Background Classification and management of acquired concomitant esotropia is controversial. We sought to establish a simple clinical classification in order to determine in which cases further investigations in search of underlying pathologies are necessary. Patients and Methods Observational retrospective study of the files of 175 consecutive patients examined in our unit between 2009 and 2018 for acute convergent strabismus. One hundred and nine patients were selected, after exclusion of infantile, incomitant, or mechanical esotropias, residual esotropias, and patients examined on a single occasion. All patients received a complete orthoptic and ophthalmological examination. We grouped the patients according to their common characteristics. Results We established the following categories: 1. Acute esotropia of large angle (20 to 45 prism diopters [PD]), accompanied by mild hyperopia (mean 1.2 D) in children (n = 16) and moderate myopia (mean 3.7 D) in adolescents and adults (n = 13). 2. Decompensated micro-esotropia, which is distinguished from the other categories by the presence of abnormal retinal correspondence (n = 33). 3. Decompensated esophoria, with intermittent deviations of 5 to 30 PD, esotropia being compensated part of the time (n = 25). 4. Esotropia present only at a distance in patients over 50 years of age (n = 20). 5. Small-angle esotropia (< 15 PD) greater at a distance, associated with oculomotor cerebellar syndrome (n = 2). Complementary examinations (MRI or CT scan) were performed on 21 patients, leading to the discovery of a posterior fossa astrocytoma in a 4-year-old boy.
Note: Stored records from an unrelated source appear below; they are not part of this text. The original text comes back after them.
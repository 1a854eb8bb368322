//! Output channels: anything that can take a sequence of notification events.

use thiserror::Error;
use tokio::sync::mpsc;

use crate::event::NotificationEvent;

/// Why a channel refused an event. Causes the hub to drop the channel.
#[derive(Debug, Error, Clone, Copy, PartialEq, Eq)]
pub enum DeliveryError {
    /// The receiving side is gone (client disconnected).
    #[error("subscriber channel closed")]
    Closed,

    /// The subscriber fell behind and its buffer is full.
    #[error("subscriber channel full")]
    Full,
}

/// A live connection capable of receiving notification events.
///
/// `deliver` must not block: a slow or dead subscriber reports an error
/// instead of stalling the publisher.
pub trait Channel: Send + Sync {
    fn deliver(&self, event: &NotificationEvent) -> Result<(), DeliveryError>;
}

impl Channel for mpsc::Sender<NotificationEvent> {
    fn deliver(&self, event: &NotificationEvent) -> Result<(), DeliveryError> {
        self.try_send(event.clone()).map_err(|e| match e {
            mpsc::error::TrySendError::Full(_) => DeliveryError::Full,
            mpsc::error::TrySendError::Closed(_) => DeliveryError::Closed,
        })
    }
}

impl Channel for mpsc::UnboundedSender<NotificationEvent> {
    fn deliver(&self, event: &NotificationEvent) -> Result<(), DeliveryError> {
        self.send(event.clone()).map_err(|_| DeliveryError::Closed)
    }
}

impl Channel for std::sync::mpsc::Sender<NotificationEvent> {
    fn deliver(&self, event: &NotificationEvent) -> Result<(), DeliveryError> {
        self.send(event.clone()).map_err(|_| DeliveryError::Closed)
    }
}
use std::fs::{self, File};
use std::io::{ErrorKind, Write};
use std::path::PathBuf;

use ledgercast_accounts::Account;

use super::{SnapshotStorage, StorageError, validate};

/// Snapshot stored as a pretty-printed JSON array in a single file.
///
/// Writes go to `<file>.tmp` first and are renamed over the target, so a
/// crash mid-write leaves the previous snapshot intact.
#[derive(Debug, Clone)]
pub struct JsonFileStorage {
    path: PathBuf,
}

impl JsonFileStorage {
    pub fn new(path: impl Into<PathBuf>) -> Self {
        Self { path: path.into() }
    }

    fn tmp_path(&self) -> PathBuf {
        let mut name = self.path.file_name().map(|n| n.to_os_string()).unwrap_or_default();
        name.push(".tmp");
        self.path.with_file_name(name)
    }
}

impl SnapshotStorage for JsonFileStorage {
    fn load(&self) -> Result<Option<Vec<Account>>, StorageError> {
        let bytes = match fs::read(&self.path) {
            Ok(b) => b,
            Err(e) if e.kind() == ErrorKind::NotFound => return Ok(None),
            Err(e) => return Err(e.into()),
        };

        let records: Vec<Account> =
            serde_json::from_slice(&bytes).map_err(|e| StorageError::Corrupt(e.to_string()))?;
        validate(records).map(Some)
    }

    fn save(&self, accounts: &[Account]) -> Result<(), StorageError> {
        let body =
            serde_json::to_vec_pretty(accounts).map_err(|e| StorageError::Encode(e.to_string()))?;

        if let Some(dir) = self.path.parent().filter(|d| !d.as_os_str().is_empty()) {
            fs::create_dir_all(dir)?;
        }

        let tmp = self.tmp_path();
        {
            let mut file = File::create(&tmp)?;
            file.write_all(&body)?;
            file.sync_all()?;
        }
        fs::rename(&tmp, &self.path)?;
        Ok(())
    }

    fn describe(&self) -> String {
        self.path.display().to_string()
    }
}
use std::time::Instant;

use axum::{
    body::Body,
    http::{HeaderValue, Request},
    middleware::Next,
    response::Response,
};

use crate::context::RequestContext;

pub const REQUEST_ID_HEADER: &str = "x-request-id";

/// Request logging middleware.
///
/// - Assigns a request id (UUIDv7), available to handlers as `Extension<RequestContext>`
/// - Echoes it back in the `x-request-id` response header
/// - Logs method, path, status and latency once the handler returns
///
/// For SSE responses the log line is written when the stream starts, not when it ends.
pub async fn request_logging(mut req: Request<Body>, next: Next) -> Response {
    let ctx = RequestContext::new();
    let method = req.method().clone();
    let path = req.uri().path().to_string();
    req.extensions_mut().insert(ctx);

    let started = Instant::now();
    let mut res = next.run(req).await;

    let request_id = ctx.request_id().to_string();
    if let Ok(v) = HeaderValue::from_str(&request_id) {
        res.headers_mut().insert(REQUEST_ID_HEADER, v);
    }

    tracing::info!(
        request_id = %request_id,
        method = %method,
        path = %path,
        status = res.status().as_u16(),
        elapsed_ms = started.elapsed().as_millis() as u64,
        "request handled"
    );
    res
}
//! Live balance-change stream for one account over Server-Sent Events.
//!
//! Each notification becomes one SSE message: `event` is the kind
//! (`DEPOSIT`, `TRANSFER_RECEIVED`, ...), `id` the event id, `data` the JSON
//! event. The stream has no end of its own; it stops when the client goes
//! away (the session is dropped and unregistered) or the server shuts down.

use std::convert::Infallible;
use std::sync::Arc;
use std::time::Duration;

use axum::{
    extract::{Extension, Path},
    response::{
        sse::{Event as SseEvent, KeepAlive, Sse},
        IntoResponse, Response,
    },
};
use tokio_stream::StreamExt;

use ledgercast_core::AccountNumber;
use ledgercast_events::NotificationEvent;

use crate::app::errors::service_error_to_response;
use crate::app::services::BankService;
use crate::context::RequestContext;

const KEEP_ALIVE: Duration = Duration::from_secs(15);

/// GET /accounts/:number/events
pub async fn stream(
    Extension(services): Extension<Arc<BankService>>,
    Extension(ctx): Extension<RequestContext>,
    Path(number): Path<AccountNumber>,
) -> Response {
    let subscription = match services.subscribe(number).await {
        Ok(s) => s,
        Err(e) => return service_error_to_response(e),
    };
    if let Some(subscriber) = subscription.id() {
        tracing::info!(
            request_id = %ctx.request_id(),
            account = %subscription.account(),
            subscriber = %subscriber,
            "event stream opened"
        );
    }

    Sse::new(subscription.map(to_sse))
        .keep_alive(KeepAlive::new().interval(KEEP_ALIVE).text("keep-alive"))
        .into_response()
}

fn to_sse(event: NotificationEvent) -> Result<SseEvent, Infallible> {
    let sse = SseEvent::default()
        .event(event.kind().as_str())
        .id(event.event_id().to_string());

    Ok(match event.to_json() {
        Ok(data) => sse.data(data),
        Err(e) => {
            tracing::error!(event_id = %event.event_id(), error = %e, "failed to encode notification");
            sse.comment("unencodable event")
        }
    })
}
Conclusions The recognition of decompensated micro-esotropia and esophoria, as well as distance esotropia of the elderly, avoids unnecessary additional investigations, which are indicated in any type of acute comitant strabismus if associated with any neurological sign or symptom (e.g., headaches, nausea, vertigo, imbalance, poor coordination, nystagmus, or papilledema). In the absence of neurological findings, there is no consensus about the indication of neuroimaging in large-angle acquired concomitant esotropia, but long-term follow-up of patients that do not undergo neuroimaging is strongly recommended in order to identify later occurring intracranial diseases. This is of particular importance with children.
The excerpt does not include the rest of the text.